The article, "No Qui Tam Provision in Medicare Secondary Payer Law, Circuit Says," stated that plaintiff Jack Woods sought to sue on behalf of the government in a challenge of the use of Medicare payments to cover health care that is the responsibility of primary insurers.
The U.S. Court of Appeals for the Second Circuit concluded, in Woods v. Empire Health Choice Inc., that the statute allows suits only where a private party has suffered an injury because the primary payor has allowed Medicare to bear the burden of paying the primary cost of a claim for covered health services received by the private party. The key elements of the decision are: (a) in order for an MSP plaintiff to have standing, the alleged violation of the MSP must involve a claim for services received by the individual plaintiff; and (b) the plaintiff cannot assert claims in a representative capacity. The court held that the plaintiff did not satisfy the first element. The implications of the second element are unclear, but could be understood to suggest that class actions may not be allowed in MSP actions.

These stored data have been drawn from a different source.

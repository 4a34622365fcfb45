// Mercator projection of lat/lng polylines into canvas space. A polyline that
// leaves the bounding box is split into several runs.

mod mercator;
mod runs;

pub use mercator::*;
pub use runs::*;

Temchine pointed out that the circuit could have decided to affirm the lower court's dismissal on procedural grounds, but instead, the court "decided to attack the qui tam" issue directly, to avoid any confusion in its case law.
Two prior cases, said Temchine, had drawn analogies between the statute and the False Claims Act, "and I think the court just decided to clarify that dicta so that dicta would no longer be potentially troubling in the lower courts."
Daly Temchine and Aime Dempsey, a Senior Attorney in the New York office, represented Empire Health Choice.